Optionally, the weight determining module 503 is configured to, when splitting a ciphertext of a right weight fragment of a target leaf node sent by a right party, generate a random number as a first sub-fragment of the right weight fragment; adopting the public key of the other party to carry out homomorphic encryption on the random number to obtain the ciphertext of the first sub-fragment of the weight fragment of the other party; and determining the ciphertext of the second sub-fragment of the opposite side weight fragment based on the ciphertext of the opposite side weight fragment and the ciphertext of the first sub-fragment of the opposite side weight fragment.
Optionally, the predicting module 501 is configured to, when inputting the feature of the target object held by the local into the local partial tree model and predicting to obtain a plurality of first suspected leaf nodes matching with the target object, input the feature of the target object held by the local into the local partial tree model, traverse nodes on the local partial tree model by using the local partial tree model, if the traversed node has splitting information, continue traversing the lower-level nodes along a traversal direction indicated by the feature and the splitting information, and if the traversed node does not have the splitting information, continue traversing the nodes along directions of all lower-level nodes connected to the traversed node until the leaf nodes are traversed.
Optionally, the tree model is an XGB model.
The systems, devices, modules or units illustrated in the above embodiments may be implemented by a computer chip or an entity, or by a product with certain functions. A typical implementation device is a computer, which may take the form of a personal computer, laptop computer, cellular telephone, camera phone, smart phone, personal digital assistant, media player, navigation device, email messaging device, game console, tablet computer, wearable device, or a combination of any of these devices.
In a typical configuration, a computer includes one or more processors (CPUs), input/output interfaces, network interfaces, and memory.
The memory may include forms of volatile memory in a computer readable medium, Random Access Memory (RAM) and/or non-volatile memory, such as Read Only Memory (ROM) or flash memory (flash RAM). Memory is an example of a computer-readable medium.

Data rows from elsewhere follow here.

use crate::model::SessionReport;
use anyhow::Result;
use std::path::PathBuf;

use super::state::UiState;

/// Export the finished session as JSON next to the project files.
pub fn export_report_json(r: &SessionReport) -> Result<PathBuf> {
    let path = crate::storage::default_export_path(r, "json");
    crate::storage::export_json(&path, r)?;
    Ok(path)
}

pub fn export_report_csv(r: &SessionReport) -> Result<PathBuf> {
    let path = crate::storage::default_export_path(r, "csv");
    crate::storage::export_csv(&path, r)?;
    Ok(path)
}

/// Run an export and report the outcome on the status line.
pub fn export_and_show_path(
    state: &mut UiState,
    kind: &str,
    export: fn(&SessionReport) -> Result<PathBuf>,
) {
    let Some(report) = state.report.as_ref() else {
        state.info = "No results to export yet.".into();
        return;
    };
    match export(report) {
        Ok(path) => {
            state.info = format!("Exported {kind}: {}", path.display());
            state.last_exported_path = Some(path.to_string_lossy().into_owned());
        }
        Err(e) => state.info = format!("{kind} export failed: {e:#}"),
    }
}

Computer-readable media, including both non-transitory and non-transitory, removable and non-removable media, may implement information storage by any method or technology. The information may be computer readable instructions, data structures, modules of a program, or other data. Examples of computer storage media include, but are not limited to, phase change memory (PRAM), Static Random Access Memory (SRAM), Dynamic Random Access Memory (DRAM), other types of Random Access Memory (RAM), Read Only Memory (ROM), Electrically Erasable Programmable Read Only Memory (EEPROM), flash memory or other memory technology, compact disc read only memory (CD-ROM), Digital Versatile Discs (DVD) or other optical storage, magnetic cassettes, magnetic disk storage, quantum memory, graphene-based storage media or other magnetic storage devices, or any other non-transmission medium that can be used to store information that can be accessed by a computing device. As defined herein, a computer readable medium does not include a transitory computer readable medium such as a modulated data signal and a carrier wave.
It should also be noted that the terms "comprises," "comprising," or any other variation thereof, are intended to cover a non-exclusive inclusion, such that a process, method, article, or apparatus that comprises a list of elements does not include only those elements but may include other elements not expressly listed or inherent to such process, method, article, or apparatus. Without further limitation, an element defined by the phrase "comprising an … …" does not exclude the presence of other like elements in a process, method, article, or apparatus that comprises the element.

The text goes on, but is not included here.